2006/6/18(日) 午後 1:10 [ いっちゃんsan ]
まさやん様、いっちゃんsan様、いつもコメントありがとうございます。今回の日記については、自分自身でも明確な結論を出せないままに書くことにしました。立命館は被差別部落問題を中心に人権問題の研究が進んでいます。そして、戦前・戦中の立命館の歴史をありのままに教えています。(続く)
2007/1/15(月) 午前 2:00
(続き)しかし、この封印された「校歌二番」の歌詞だけは、学校側から教えることなく先輩から後輩へと語り継がれているだけです。しかし、近年の立命館の改革路線を見ているとやがては抹消される歴史となる危惧を覚え書くことにしました。いっちゃんsan様、『蛍の光』も『立命館校歌二番』と同様の危惧を感じていました。但し、僕の不勉強のため歌詞を知りませんでした。ご紹介ありがとうございました。2006/6/18(日) 午後 1:35 [ まったけ ]
2007/1/15(月) 午前 2:02
いやいや、同志社も韓国系、朝鮮系の連中がうごめいているよ。
2010/12/1(水) 午後 6:38 [ 青木博之 ]
立命館はややこしい大学やね。なにをやろうと勝手やけど、周りはかなり迷惑してますよ!大学の歴史に一本筋が通ってない。いろんな噂が聞こえてくるが、バブルではじけんのと違うかな?

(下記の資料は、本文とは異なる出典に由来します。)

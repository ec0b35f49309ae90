// Copyright (c) reifydb.com 2025
// This file is licensed under the AGPL-3.0-or-later

use reifydb_core::row::{RowView, encode};
use reifydb_core::{Cursor, Next, Result, RowLayout};
use reifydb_type::Value;

/// Per-run accumulator state for one column of `aggregate_Partial`'s output.
/// `factory` builds a fresh set of these at the start of every run.
pub trait Aggregator {
	fn step(&mut self, value: &Value);
	fn finish(&self) -> Value;
}

/// `aggregate_Partial(input, groupingFieldsCount, factory, aggregatorNames)`:
/// input is assumed sorted on its first `grouping_fields_count` fields. For
/// each maximal run of rows sharing those fields, accumulates one aggregator
/// per entry of `aggregate_fields` (the source field each one reads),
/// finalizing to a row of the grouping fields followed by each aggregator's
/// output, in `aggregate_fields` order — which is also the order
/// `aggregatorNames` names them in the emitted schema.
pub struct AggregatePartial<'a, C, F> {
	child: C,
	source: &'a RowLayout,
	target: &'a RowLayout,
	grouping_fields_count: usize,
	aggregate_fields: Vec<usize>,
	factory: F,
	max_row_bytes: usize,
	current_key: Option<Vec<Value>>,
	aggregators: Vec<Box<dyn Aggregator>>,
}

impl<'a, C: Cursor, F: FnMut() -> Vec<Box<dyn Aggregator>>> AggregatePartial<'a, C, F> {
	pub fn new(
		child: C,
		source: &'a RowLayout,
		target: &'a RowLayout,
		grouping_fields_count: usize,
		aggregate_fields: Vec<usize>,
		factory: F,
		max_row_bytes: usize,
	) -> Self {
		AggregatePartial {
			child,
			source,
			target,
			grouping_fields_count,
			aggregate_fields,
			factory,
			max_row_bytes,
			current_key: None,
			aggregators: Vec::new(),
		}
	}

	fn values_of(&self, row: &[u8]) -> Result<Vec<Value>> {
		Ok(RowView::parse(self.source, row, self.max_row_bytes)?.iter_values())
	}

	fn start_run(&mut self, key: Vec<Value>) {
		self.current_key = Some(key);
		self.aggregators = (self.factory)();
	}

	fn accumulate(&mut self, values: &[Value]) {
		for (aggregator, &field) in self.aggregators.iter_mut().zip(&self.aggregate_fields) {
			aggregator.step(&values[field]);
		}
	}

	fn flush(&mut self) -> Result<Vec<u8>> {
		let mut values = self.current_key.take().expect("flush called with no active run");
		let aggregators = std::mem::take(&mut self.aggregators);
		values.extend(aggregators.iter().map(|a| a.finish()));
		encode(self.target, &values, self.max_row_bytes)
	}
}

impl<'a, C: Cursor, F: FnMut() -> Vec<Box<dyn Aggregator>>> Cursor for AggregatePartial<'a, C, F> {
	fn open(&mut self) -> Result<()> {
		self.child.open()
	}

	#[tracing::instrument(level = "trace", skip(self))]
	fn next(&mut self) -> Result<Next> {
		loop {
			match self.child.next()? {
				Next::Row(row) => {
					let values = self.values_of(&row)?;
					let key: Vec<Value> = values[..self.grouping_fields_count].to_vec();
					match &self.current_key {
						None => {
							self.start_run(key);
							self.accumulate(&values);
						}
						Some(current) if *current == key => {
							self.accumulate(&values);
						}
						Some(_) => {
							let out = self.flush()?;
							self.start_run(key);
							self.accumulate(&values);
							return Ok(Next::Row(out));
						}
					}
				}
				Next::End => {
					return match self.current_key {
						Some(_) => Ok(Next::Row(self.flush()?)),
						None => Ok(Next::End),
					};
				}
			}
		}
	}

	fn close(&mut self) -> Result<()> {
		self.child.close()
	}
}
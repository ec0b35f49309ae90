// Copyright (c) reifydb.com 2025
// This file is licensed under the AGPL-3.0-or-later

use reifydb_core::{Bindings, Cursor, Next, Result};
use reifydb_type::Value;

use super::flatten::encode_flattened;

/// `product_NestedLoops(outer, inner, leftType, rightType, bindingPos)`: for
/// each outer row, writes it into binding `bindingPos`, opens the inner
/// cursor, and emits the flattened cross of the outer row with every inner
/// row; the inner cursor is closed and rebuilt on each outer advancement.
///
/// Distinct from `map_NestedLoops`: the combine step is fixed to the
/// flattened-pair wire shape (no caller-supplied `combine`), and there is no
/// `bind` step beyond placing the outer row at `binding_pos` — the inner
/// cursor factory reads it back out of the binding itself.
pub struct ProductNestedLoops<O, I, MakeInner> {
	outer: O,
	make_inner: MakeInner,
	binding_pos: usize,
	bindings: Bindings,
	current_outer: Vec<u8>,
	inner: Option<I>,
}

impl<O, I, MakeInner> ProductNestedLoops<O, I, MakeInner>
where
	O: Cursor,
	I: Cursor,
	MakeInner: FnMut(&Bindings) -> Result<I>,
{
	pub fn new(outer: O, make_inner: MakeInner, binding_pos: usize) -> Self {
		ProductNestedLoops { outer, make_inner, binding_pos, bindings: Bindings::new(), current_outer: Vec::new(), inner: None }
	}
}

impl<O, I, MakeInner> Cursor for ProductNestedLoops<O, I, MakeInner>
where
	O: Cursor,
	I: Cursor,
	MakeInner: FnMut(&Bindings) -> Result<I>,
{
	fn open(&mut self) -> Result<()> {
		self.outer.open()
	}

	#[tracing::instrument(level = "trace", skip(self))]
	fn next(&mut self) -> Result<Next> {
		loop {
			if let Some(inner) = self.inner.as_mut() {
				match inner.next()? {
					Next::Row(inner_row) => {
						return Ok(Next::Row(encode_flattened(Some(&self.current_outer), Some(&inner_row))));
					}
					Next::End => {
						inner.close()?;
						self.inner = None;
					}
				}
			}

			match self.outer.next()? {
				Next::Row(outer_row) => {
					self.bindings.set(self.binding_pos, Value::Blob(outer_row.clone()));
					self.current_outer = outer_row;
					let mut inner = (self.make_inner)(&self.bindings)?;
					inner.open()?;
					self.inner = Some(inner);
				}
				Next::End => return Ok(Next::End),
			}
		}
	}

	fn close(&mut self) -> Result<()> {
		if let Some(inner) = self.inner.as_mut() {
			inner.close()?;
		}
		self.inner = None;
		self.outer.close()
	}
}
// Copyright (c) reifydb.com 2025
// This file is licensed under the AGPL-3.0-or-later

use reifydb_core::{Cursor, Limit, Next, Result};

/// `limit_Default`: stops producing rows once `limit` rows have been
/// returned, without pulling a row from the child it doesn't need.
pub struct LimitOp<C> {
	child: C,
	limit: Limit,
	produced: u64,
	child_closed: bool,
}

impl<C: Cursor> LimitOp<C> {
	pub fn new(child: C, limit: Limit) -> Self {
		LimitOp { child, limit, produced: 0, child_closed: false }
	}

	fn close_child_once(&mut self) -> Result<()> {
		if !self.child_closed {
			self.child_closed = true;
			self.child.close()?;
		}
		Ok(())
	}
}

impl<C: Cursor> Cursor for LimitOp<C> {
	fn open(&mut self) -> Result<()> {
		self.child.open()
	}

	#[tracing::instrument(level = "trace", skip(self))]
	fn next(&mut self) -> Result<Next> {
		if self.limit.is_reached(self.produced) {
			self.close_child_once()?;
			return Ok(Next::End);
		}
		match self.child.next()? {
			Next::Row(row) => {
				self.produced += 1;
				if self.limit.is_reached(self.produced) {
					self.close_child_once()?;
				}
				Ok(Next::Row(row))
			}
			Next::End => Ok(Next::End),
		}
	}

	fn close(&mut self) -> Result<()> {
		self.close_child_once()
	}
}
// Copyright (c) reifydb.com 2025
// This file is licensed under the AGPL-3.0-or-later

//! Float edge case tests for the row encoding system.

use reifydb_core::row::{RowLayout, encode, RowView};
use reifydb_core::schema::{FieldDef, RowDef};
use reifydb_type::{Type, Value};

const MAX: usize = 8 * 1024 * 1024;

#[test]
fn float4_special_values_preserve_their_exact_bit_pattern() {
	let layout = RowLayout::new(RowDef::new(1, vec![FieldDef::fixed(Type::Float4)]));
	let values = [
		f32::NAN,
		f32::INFINITY,
		f32::NEG_INFINITY,
		f32::MIN,
		f32::MAX,
		f32::MIN_POSITIVE,
		-f32::MIN_POSITIVE,
		0.0_f32,
		-0.0_f32,
		f32::from_bits(0x7fc00001),
		f32::from_bits(0x00000001),
	];
	for value in values {
		let buf = encode(&layout, &[Value::Float4(value)], MAX).unwrap();
		let view = RowView::parse(&layout, &buf, MAX).unwrap();
		assert_eq!(view.get_f32(0).to_bits(), value.to_bits());
	}
}

#[test]
fn float8_special_values_preserve_their_exact_bit_pattern() {
	let layout = RowLayout::new(RowDef::new(1, vec![FieldDef::fixed(Type::Float8)]));
	let values = [
		f64::NAN,
		f64::INFINITY,
		f64::NEG_INFINITY,
		f64::MIN,
		f64::MAX,
		f64::MIN_POSITIVE,
		0.0_f64,
		-0.0_f64,
		f64::from_bits(0x7ff8000000000001),
	];
	for value in values {
		let buf = encode(&layout, &[Value::Float8(value)], MAX).unwrap();
		let view = RowView::parse(&layout, &buf, MAX).unwrap();
		assert_eq!(view.get_f64(0).to_bits(), value.to_bits());
	}
}

#[test]
fn both_float_widths_coexist_in_one_row() {
	let layout = RowLayout::new(RowDef::new(1, vec![FieldDef::fixed(Type::Float4), FieldDef::fixed(Type::Float8)]));
	let buf = encode(&layout, &[Value::Float4(1.5), Value::Float8(2.5)], MAX).unwrap();
	let view = RowView::parse(&layout, &buf, MAX).unwrap();
	assert_eq!(view.get_f32(0), 1.5);
	assert_eq!(view.get_f64(1), 2.5);
}
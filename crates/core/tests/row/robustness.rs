// Copyright (c) reifydb.com 2025
// This file is licensed under the AGPL-3.0-or-later

//! Robustness tests: error handling, malformed input, stability at scale.

use reifydb_core::error::Error;
use reifydb_core::row::{RowLayout, encode, RowView};
use reifydb_core::schema::{FieldDef, RowDef};
use reifydb_type::{Type, Value};

const MAX: usize = 8 * 1024 * 1024;

#[test]
fn wrong_field_count_is_rejected_before_touching_the_buffer() {
	let layout = RowLayout::new(RowDef::new(1, vec![FieldDef::fixed(Type::Int4); 3]));
	let err = encode(&layout, &[Value::Int4(1)], MAX).unwrap_err();
	assert!(matches!(err, Error::EncodingError(_)));
}

#[test]
fn wrong_value_kind_for_a_fixed_field_is_rejected() {
	let layout = RowLayout::new(RowDef::new(1, vec![FieldDef::fixed(Type::Int4)]));
	let err = encode(&layout, &[Value::Bool(true)], MAX).unwrap_err();
	assert!(matches!(err, Error::EncodingError(_)));
}

#[test]
fn mismatched_row_def_id_is_rejected_on_parse() {
	let writer = RowLayout::new(RowDef::new(1, vec![FieldDef::fixed(Type::Int4)]));
	let reader = RowLayout::new(RowDef::new(2, vec![FieldDef::fixed(Type::Int4)]));
	let buf = encode(&writer, &[Value::Int4(1)], MAX).unwrap();
	assert!(matches!(RowView::parse(&reader, &buf, MAX), Err(Error::CorruptRow(_))));
}

#[test]
fn mismatched_field_count_is_rejected_on_parse() {
	let writer = RowLayout::new(RowDef::new(1, vec![FieldDef::fixed(Type::Int4)]));
	let reader = RowLayout::new(RowDef::new(1, vec![FieldDef::fixed(Type::Int4), FieldDef::fixed(Type::Int4)]));
	let buf = encode(&writer, &[Value::Int4(1)], MAX).unwrap();
	assert!(matches!(RowView::parse(&reader, &buf, MAX), Err(Error::CorruptRow(_))));
}

#[test]
fn a_row_beyond_the_configured_limit_is_rejected_during_construction() {
	let layout = RowLayout::new(RowDef::new(1, vec![FieldDef::variable(Type::Blob, 1024)]));
	let err = encode(&layout, &[Value::Blob(vec![0u8; 512])], 32).unwrap_err();
	assert!(matches!(err, Error::EncodingError(_)));
}

#[test]
fn a_row_of_one_thousand_fields_round_trips() {
	let field_count = 1000;
	let def = RowDef::new(1, vec![FieldDef::fixed(Type::Int4); field_count]);
	let layout = RowLayout::new(def);
	let values: Vec<Value> = (0..field_count).map(|i| Value::Int4(i as i32)).collect();
	let buf = encode(&layout, &values, MAX).unwrap();
	let view = RowView::parse(&layout, &buf, MAX).unwrap();
	for i in (0..field_count).step_by(37) {
		assert_eq!(view.get_i32(i), i as i32);
	}
}
// Copyright (c) reifydb.com 2025
// This file is licensed under the AGPL-3.0-or-later

/// Character set a variable-size text field decodes under.
///
/// Collation is explicitly out of scope (spec.md §1); this enum only names
/// the decoding, never orders strings by anything other than byte value.
#[derive(Clone, Copy, Debug, PartialEq, Eq, Hash)]
pub enum CharSet {
	Utf8,
}
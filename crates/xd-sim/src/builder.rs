//! Fluent builder for constructing a [`Scheduler`].

use xd_core::FacilityConfig;
use xd_dispatch::{PriorityModel, Queues, Ranking};
use xd_ledger::{Ledger, UnitTimeTable};

use crate::{Facility, Scheduler, SimError, SimResult};

/// Fluent builder for [`Scheduler<M>`].
///
/// # Required inputs
///
/// - [`FacilityConfig`]: tick interval, priority weights and policy, …
///
/// # Optional inputs (have defaults)
///
/// | Method               | Default                                     |
/// |----------------------|---------------------------------------------|
/// | `.queues(q)`         | Both queues empty                           |
/// | `.ledger(l)`         | Empty warehouse                             |
/// | `.unload_rates(t)`   | Empty table (every unload takes 0 s)        |
/// | `.load_rates(t)`     | Empty table (every load takes 0 s)          |
/// | `.model(m)`          | [`Ranking`] from `config.policy` + weights  |
///
/// # Example
///
/// ```rust,ignore
/// let snapshot = FileStore::new(&config.data_dir).load()?;
/// let mut scheduler = SchedulerBuilder::new(config)
///     .queues(snapshot.queues)
///     .ledger(snapshot.ledger)
///     .unload_rates(snapshot.unload_rates)
///     .load_rates(snapshot.load_rates)
///     .build()?;
/// scheduler.tick(clock.now(), &mut NoopObserver)?;
/// ```
pub struct SchedulerBuilder<M: PriorityModel = Ranking> {
    config:       FacilityConfig,
    queues:       Queues,
    ledger:       Ledger,
    unload_rates: UnitTimeTable,
    load_rates:   UnitTimeTable,
    model:        M,
}

impl SchedulerBuilder<Ranking> {
    /// Create a builder whose ranking follows `config.policy`.
    pub fn new(config: FacilityConfig) -> Self {
        let model = Ranking::from_config(config.policy, config.weights);
        Self {
            config,
            queues:       Queues::default(),
            ledger:       Ledger::new(),
            unload_rates: UnitTimeTable::new(),
            load_rates:   UnitTimeTable::new(),
            model,
        }
    }
}

impl<M: PriorityModel> SchedulerBuilder<M> {
    /// Initial queue contents, typically restored from disk.
    pub fn queues(mut self, queues: Queues) -> Self {
        self.queues = queues;
        self
    }

    /// Initial warehouse contents.
    pub fn ledger(mut self, ledger: Ledger) -> Self {
        self.ledger = ledger;
        self
    }

    pub fn unload_rates(mut self, rates: UnitTimeTable) -> Self {
        self.unload_rates = rates;
        self
    }

    pub fn load_rates(mut self, rates: UnitTimeTable) -> Self {
        self.load_rates = rates;
        self
    }

    /// Replace the ranking model, overriding `config.policy`.
    pub fn model<M2: PriorityModel>(self, model: M2) -> SchedulerBuilder<M2> {
        SchedulerBuilder {
            config:       self.config,
            queues:       self.queues,
            ledger:       self.ledger,
            unload_rates: self.unload_rates,
            load_rates:   self.load_rates,
            model,
        }
    }

    /// Validate the configuration and return a ready-to-tick [`Scheduler`].
    pub fn build(self) -> SimResult<Scheduler<M>> {
        self.config
            .validate()
            .map_err(|e| SimError::Config(e.to_string()))?;

        tracing::info!(
            unload_queued = self.queues.unload.len(),
            load_queued   = self.queues.load.len(),
            items         = self.ledger.len(),
            policy        = ?self.config.policy,
            "scheduler built",
        );

        Ok(Scheduler {
            facility: Facility::new(self.queues, self.ledger, self.unload_rates, self.load_rates),
            config:   self.config,
            model:    self.model,
            ticks:    0,
        })
    }
}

2011/1/19(水) 午後 4:20 [ 聡一郎 ]
83年に経済学部に入学した者です。当時の学部長H先生が、本当は2番もあったのだが、今の時代に歌うと大変なことになると言われていたのを思い出しました。卒業して25年以上経ちますが、実際の歌詞を見たのは初めてです。でも、2番は一度も聞いたことないので、1番と同じように曲に合わせて歌うのは難しいですね。ありがとうございました。